There's a long list of suspicious things that could be something or nothing but I have checked on her pretty good and I've come up with nothing.

I suck at sleuthing though.


----------



## babypanda (Feb 16, 2012)

river rat said:


> Panda, whether or not she is having PA, there's definitely something dishonest going on. You can choose to ignore it (rugsweep), or deal w/ it. Believe me ignoring will eventually break you. You can follow the advice of the folks here and snoop to find out exactly what's going on, or if you have qualms about snooping, assume the worst and terminate the marriage. Living under these circumstances is not healthy.


I had asked her to take a polygraph, she of course flew off the handle about how wrong it is and while I do agree it's an extreme measure I figured it was basically something I'd accept if someone I loved was this torn up and wondering, that is if I had nothing to hide.

I agree I am leaning towards getting it over with, it's probably done.


----------



## Chaparral (Jul 17, 2011)

She told you she doesn't love you. There aren't a lot of reasons she would want private time in your bedroom, ( I've never heard of that) and she cut you off sexually. Time to talk to a lawyer.

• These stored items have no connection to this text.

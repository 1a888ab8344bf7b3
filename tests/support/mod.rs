//! Shared fixtures: a scripted remote source and cache helpers.

#![allow(dead_code)]

use std::collections::BTreeMap;
use std::sync::{Arc, Mutex, MutexGuard};

use chrono::{Datelike, NaiveDate, NaiveDateTime, Weekday};
use eodfeed_core::{
    CachedManager, Error, Manager, Period, RawBar, RawExchange, RawSymbol, RemoteSource,
    Warehouse, WarehouseConfig,
};
use tempfile::TempDir;

const HOLIDAYS: [(i32, u32, u32); 2] = [(2024, 1, 1), (2024, 1, 15)];

/// One recorded `history` call.
#[derive(Debug, Clone, PartialEq, Eq)]
pub struct HistoryCall {
    pub exchange: String,
    pub symbol: String,
    pub start: NaiveDate,
    pub end: Option<NaiveDate>,
    pub period: Period,
}

#[derive(Debug, Default)]
struct MockState {
    exchanges: Vec<RawExchange>,
    symbols: BTreeMap<String, Vec<RawSymbol>>,
    bars: BTreeMap<(String, String), Vec<RawBar>>,
    trailing_extra: bool,
    fail_history: Option<String>,
    exchange_calls: usize,
    symbol_calls: usize,
    history_calls: Vec<HistoryCall>,
}

/// In-memory remote source that serves scripted data and records calls.
#[derive(Debug, Default)]
pub struct MockRemote {
    state: Mutex<MockState>,
}

impl MockRemote {
    /// NYSE (Eastern time) listing ABC and XYZ with trading-day bars from
    /// 2024-01-02 through 2024-06-28, last trade at `last_trade`.
    pub fn nyse(last_trade: NaiveDateTime) -> Arc<Self> {
        let remote = Arc::new(Self::default());
        remote.set_exchanges(vec![exchange(
            "NYSE",
            "Eastern Standard Time",
            Some(last_trade),
        )]);
        remote.set_symbols("NYSE", &["ABC", "XYZ"]);
        let (from, to) = (date(2024, 1, 2), date(2024, 6, 28));
        remote.set_bars("NYSE", "ABC", daily_bars("ABC", from, to, 0.0));
        remote.set_bars("NYSE", "XYZ", daily_bars("XYZ", from, to, 500.0));
        remote
    }

    pub fn set_exchanges(&self, exchanges: Vec<RawExchange>) {
        self.lock().exchanges = exchanges;
    }

    pub fn set_symbols(&self, exchange: &str, codes: &[&str]) {
        let symbols = codes
            .iter()
            .map(|code| RawSymbol {
                code: (*code).to_owned(),
                name: format!("{code} Corp"),
                long_name: None,
            })
            .collect();
        self.lock().symbols.insert(exchange.to_owned(), symbols);
    }

    pub fn set_bars(&self, exchange: &str, symbol: &str, bars: Vec<RawBar>) {
        self.lock()
            .bars
            .insert((exchange.to_owned(), symbol.to_owned()), bars);
    }

    /// Shift every close of `symbol` by `delta`.
    pub fn reprice(&self, exchange: &str, symbol: &str, delta: f64) {
        if let Some(bars) = self
            .lock()
            .bars
            .get_mut(&(exchange.to_owned(), symbol.to_owned()))
        {
            for bar in bars {
                bar.close += delta;
            }
        }
    }

    /// Return one bar past the requested end date, like the live service
    /// occasionally does.
    pub fn with_trailing_extra(&self) {
        self.lock().trailing_extra = true;
    }

    pub fn fail_history(&self, message: &str) {
        self.lock().fail_history = Some(message.to_owned());
    }

    pub fn heal(&self) {
        self.lock().fail_history = None;
    }

    pub fn history_calls(&self) -> Vec<HistoryCall> {
        self.lock().history_calls.clone()
    }

    pub fn exchange_calls(&self) -> usize {
        self.lock().exchange_calls
    }

    pub fn symbol_calls(&self) -> usize {
        self.lock().symbol_calls
    }

    fn lock(&self) -> MutexGuard<'_, MockState> {
        self.state.lock().expect("mock state lock")
    }
}

impl RemoteSource for MockRemote {
    fn exchanges(&self) -> Result<Vec<RawExchange>, Error> {
        let mut state = self.lock();
        state.exchange_calls += 1;
        Ok(state.exchanges.clone())
    }

    fn symbols(&self, exchange: &str) -> Result<Vec<RawSymbol>, Error> {
        let mut state = self.lock();
        state.symbol_calls += 1;
        Ok(state.symbols.get(exchange).cloned().unwrap_or_default())
    }

    fn history(
        &self,
        exchange: &str,
        symbol: &str,
        start: NaiveDate,
        end: Option<NaiveDate>,
        period: Period,
    ) -> Result<Vec<RawBar>, Error> {
        let mut state = self.lock();
        state.history_calls.push(HistoryCall {
            exchange: exchange.to_owned(),
            symbol: symbol.to_owned(),
            start,
            end,
            period,
        });

        if let Some(message) = state.fail_history.clone() {
            return Err(Error::RemoteRequest {
                method: String::from("SymbolHistoryPeriodByDateRange"),
                message,
                raw: Some(String::from("<RESPONSE Message=\"Service Unavailable\" />")),
            });
        }

        let all = state
            .bars
            .get(&(exchange.to_owned(), symbol.to_owned()))
            .cloned()
            .unwrap_or_default();
        let mut selected: Vec<RawBar> = all
            .iter()
            .filter(|bar| {
                let day = bar.date_time.date();
                day >= start && end.map_or(true, |end| day <= end)
            })
            .cloned()
            .collect();

        if state.trailing_extra {
            if let Some(end) = end {
                if let Some(extra) = all.iter().find(|bar| bar.date_time.date() > end) {
                    selected.push(extra.clone());
                }
            }
        }
        Ok(selected)
    }
}

pub fn date(y: i32, m: u32, d: u32) -> NaiveDate {
    NaiveDate::from_ymd_opt(y, m, d).expect("valid date")
}

pub fn midnight(y: i32, m: u32, d: u32) -> NaiveDateTime {
    date(y, m, d).and_hms_opt(0, 0, 0).expect("valid time")
}

pub fn exchange(code: &str, timezone: &str, last_trade: Option<NaiveDateTime>) -> RawExchange {
    RawExchange {
        code: code.to_owned(),
        name: format!("{code} Exchange"),
        country: Some(String::from("US")),
        currency: Some(String::from("USD")),
        suffix: None,
        timezone: timezone.to_owned(),
        is_intraday: false,
        intraday_start: None,
        last_trade,
        advances: None,
        declines: None,
    }
}

/// Weekday bars between `from` and `to`, skipping US market holidays of
/// January 2024. Closes count up from `base + 1`.
pub fn daily_bars(symbol: &str, from: NaiveDate, to: NaiveDate, base: f64) -> Vec<RawBar> {
    trading_days(from, to)
        .into_iter()
        .enumerate()
        .map(|(index, day)| {
            let close = base + index as f64 + 1.0;
            RawBar {
                symbol: symbol.to_owned(),
                date_time: day.and_hms_opt(0, 0, 0).expect("valid time"),
                open: close - 0.5,
                high: close + 1.0,
                low: close - 1.0,
                close,
                volume: 1_000 + index as u64,
                open_interest: None,
            }
        })
        .collect()
}

pub fn trading_days(from: NaiveDate, to: NaiveDate) -> Vec<NaiveDate> {
    from.iter_days()
        .take_while(|day| *day <= to)
        .filter(|day| !matches!(day.weekday(), Weekday::Sat | Weekday::Sun))
        .filter(|day| {
            !HOLIDAYS
                .iter()
                .any(|(y, m, d)| *day == date(*y, *m, *d))
        })
        .collect()
}

/// A cache-aware manager over `remote` with its DuckDB file in a fresh
/// temporary directory. Keep the returned directory alive for the test.
pub fn cached_manager(remote: Arc<MockRemote>) -> (CachedManager<Arc<MockRemote>>, TempDir) {
    let temp = tempfile::tempdir().expect("tempdir");
    let warehouse = Warehouse::open(WarehouseConfig::in_dir(temp.path(), "eoddata"))
        .expect("warehouse open");
    (CachedManager::new(Manager::new(remote), warehouse), temp)
}
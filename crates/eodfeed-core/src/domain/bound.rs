use std::fmt::{Display, Formatter};
use std::str::FromStr;

use chrono::{NaiveDate, NaiveDateTime, NaiveTime};
use serde::{Deserialize, Serialize};

use crate::ValidationError;

const DATE_TIME_FORMATS: [&str; 4] = [
    "%Y-%m-%dT%H:%M:%S",
    "%Y-%m-%dT%H:%M",
    "%Y-%m-%d %H:%M:%S",
    "%Y-%m-%d %H:%M",
];

/// Exchange-local edge of a history window.
///
/// A calendar date matches any time on that date; a date-time matches
/// instants on or past (or up to) the given wall-clock time.
#[derive(Debug, Clone, Copy, PartialEq, Eq, Hash, Serialize, Deserialize)]
#[serde(try_from = "String", into = "String")]
pub enum Bound {
    Date(NaiveDate),
    DateTime(NaiveDateTime),
}

impl Bound {
    pub fn parse(input: &str) -> Result<Self, ValidationError> {
        let trimmed = input.trim();
        if let Ok(date) = NaiveDate::parse_from_str(trimmed, "%Y-%m-%d") {
            return Ok(Self::Date(date));
        }

        DATE_TIME_FORMATS
            .iter()
            .find_map(|format| NaiveDateTime::parse_from_str(trimmed, format).ok())
            .map(Self::DateTime)
            .ok_or_else(|| ValidationError::InvalidBound {
                value: input.to_owned(),
            })
    }

    /// Calendar date of the bound.
    pub fn date(&self) -> NaiveDate {
        match self {
            Self::Date(date) => *date,
            Self::DateTime(date_time) => date_time.date(),
        }
    }

    /// Earliest wall-clock time the bound covers.
    pub fn lower_extent(&self) -> NaiveDateTime {
        match self {
            Self::Date(date) => date.and_time(NaiveTime::default()),
            Self::DateTime(date_time) => *date_time,
        }
    }

    /// Latest wall-clock time the bound covers.
    pub fn upper_extent(&self) -> NaiveDateTime {
        match self {
            Self::Date(date) => date
                .and_hms_micro_opt(23, 59, 59, 999_999)
                .unwrap_or_else(|| date.and_time(NaiveTime::default())),
            Self::DateTime(date_time) => *date_time,
        }
    }

    /// Whether `local` lies on or after this bound used as a window start.
    pub fn admits_from(&self, local: NaiveDateTime) -> bool {
        match self {
            Self::Date(date) => local.date() >= *date,
            Self::DateTime(date_time) => local >= *date_time,
        }
    }

    /// Whether `local` lies on or before this bound used as a window end.
    pub fn admits_until(&self, local: NaiveDateTime) -> bool {
        match self {
            Self::Date(date) => local.date() <= *date,
            Self::DateTime(date_time) => local <= *date_time,
        }
    }
}

/// Clamp a requested window end to the exchange's last posted trade.
///
/// A missing end becomes the last trade itself; an end reaching past the
/// last trade is pulled back to it. Without a last trade nothing changes.
pub fn clamp_end(end: Option<Bound>, last_trade: Option<NaiveDateTime>) -> Option<Bound> {
    let Some(last_trade) = last_trade else {
        return end;
    };

    match end {
        None => Some(Bound::DateTime(last_trade)),
        Some(end) if end.upper_extent() > last_trade => Some(Bound::DateTime(last_trade)),
        Some(end) => Some(end),
    }
}

impl Display for Bound {
    fn fmt(&self, f: &mut Formatter<'_>) -> std::fmt::Result {
        match self {
            Self::Date(date) => write!(f, "{}", date.format("%Y-%m-%d")),
            Self::DateTime(date_time) => write!(f, "{}", date_time.format("%Y-%m-%dT%H:%M:%S")),
        }
    }
}

impl FromStr for Bound {
    type Err = ValidationError;

    fn from_str(value: &str) -> Result<Self, Self::Err> {
        Self::parse(value)
    }
}

impl From<NaiveDate> for Bound {
    fn from(value: NaiveDate) -> Self {
        Self::Date(value)
    }
}

impl From<NaiveDateTime> for Bound {
    fn from(value: NaiveDateTime) -> Self {
        Self::DateTime(value)
    }
}

impl TryFrom<String> for Bound {
    type Error = ValidationError;

    fn try_from(value: String) -> Result<Self, Self::Error> {
        Self::parse(&value)
    }
}

impl From<Bound> for String {
    fn from(value: Bound) -> Self {
        value.to_string()
    }
}

#[cfg(test)]
mod tests {
    use super::*;

    fn date(value: &str) -> NaiveDate {
        NaiveDate::parse_from_str(value, "%Y-%m-%d").expect("date")
    }

    fn at(value: &str) -> NaiveDateTime {
        NaiveDateTime::parse_from_str(value, "%Y-%m-%dT%H:%M:%S").expect("date time")
    }

    #[test]
    fn parses_dates_and_date_times() {
        assert_eq!(Bound::parse("2024-01-05"), Ok(Bound::Date(date("2024-01-05"))));
        assert_eq!(
            Bound::parse("2024-01-05T09:30"),
            Ok(Bound::DateTime(at("2024-01-05T09:30:00")))
        );
        assert_eq!(
            Bound::parse("2024-01-05 16:00:00"),
            Ok(Bound::DateTime(at("2024-01-05T16:00:00")))
        );
        assert!(Bound::parse("05/01/2024").is_err());
    }

    #[test]
    fn date_bound_matches_whole_day() {
        let bound = Bound::Date(date("2024-01-05"));

        assert!(bound.admits_from(at("2024-01-05T00:00:00")));
        assert!(bound.admits_until(at("2024-01-05T23:59:00")));
        assert!(!bound.admits_from(at("2024-01-04T23:59:59")));
        assert!(!bound.admits_until(at("2024-01-06T00:00:00")));
    }

    #[test]
    fn date_time_bound_is_inclusive() {
        let bound = Bound::DateTime(at("2024-01-05T12:00:00"));

        assert!(bound.admits_until(at("2024-01-05T12:00:00")));
        assert!(!bound.admits_until(at("2024-01-05T12:00:01")));
        assert!(bound.admits_from(at("2024-01-05T12:00:00")));
    }

    #[test]
    fn clamps_end_to_last_trade() {
        let last_trade = at("2024-06-10T00:00:00");

        assert_eq!(
            clamp_end(Some(Bound::Date(date("2024-06-15"))), Some(last_trade)),
            Some(Bound::DateTime(last_trade))
        );
        assert_eq!(
            clamp_end(None, Some(last_trade)),
            Some(Bound::DateTime(last_trade))
        );
        assert_eq!(
            clamp_end(Some(Bound::Date(date("2024-06-01"))), Some(last_trade)),
            Some(Bound::Date(date("2024-06-01")))
        );
        assert_eq!(clamp_end(None, None), None);
    }
}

Tell her to move to the guest bedroom, do the 180. 

If that doesn't matter to her go ahead and file. Tell the lawyer to subpeona her facebook, phone and text records.

Way to many coincidences and red flags.


----------



## Chaparral (Jul 17, 2011)

So many on here are at a loss at what to do with a WS who is
fence sitting, cake-eating, ignoring boundaries, still seeing and/or contacting the other person, etc...

Many BS's are urged to go No Contact with their WS after ALL ELSE has failed.


This 180 list may help.
--------------------------


For those that are interested in Michelle Weiner Davis's divorce busting 180 degree list, here it is:

1. Do not pursue, reason, chase, beg, plead or
implore.
2. No frequent phone calls.
3. Do not point out good points in marriage.
4. Do not follow him/her around the house.
5. Do not encourage talk about the future.
6. Do not ask for help from family members.
7. Do not ask for reassurances.
8. Do not buy gifts.
9. Do not schedule dates together.
10. Do not spy on spouse.
11. Do not say "I Love You".
12. Act as if you are moving on with your life.
13. Be cheerful, strong, outgoing and attractive.
14. Don't sit around waiting on your spouse - get busy, do things, go to church, go out with friends, etc.
15. When home with your spouse, (if you usually start the conversation) be scarce or short on words.
16. If you are in the habit of asking your spouse her whereabouts, ASK NOTHING.
17. You need to make your partner think that you have had an awakening and, as far as you are concerned, you are going to move on with your life, with or without your spouse.
18. Do not be nasty, angry or even cold - just pull back and wait to see if spouse notices and, more important, realize what she will be missing
19. No matter what you are feeling TODAY, only show your spouse happiness and contentment. Show him/her someone he/she would want to be around.
20. All questions about marriage should be put on
hold, until your spouse wants to talk about it (which may be a while).
21. Never lose your cool.
22. Don't be overly enthusiastic.
23. Do not argue about how they feel (it only makes their feelings stronger).
24. Be patient
25. Listen carefully to what your spouse is really saying to you.
26. Learn to back off, shut up and possibly walk away.
27. Take care of yourself (exercise, sleep, laugh & focus on all the other parts of your life that are not in turmoil).
28. Be strong and confident.
29. Know that if you can do 180, your smallest
CONSISTENT actions will be noticed much more than any words you can say or write.
30. Do not be openly desperate or needy even when you are hurting more than ever and are desperate and needy.
31. Do not focus on yourself when communicating with your spouse.
32. Do not believe any of what you hear and less than 50% of what you see. Your spouse will speak in absolute negatives because they are hurting and scared.
33. Do not give up no matter how dark it is or how bad you feel.
34. Do not backslide from your hardearned changes.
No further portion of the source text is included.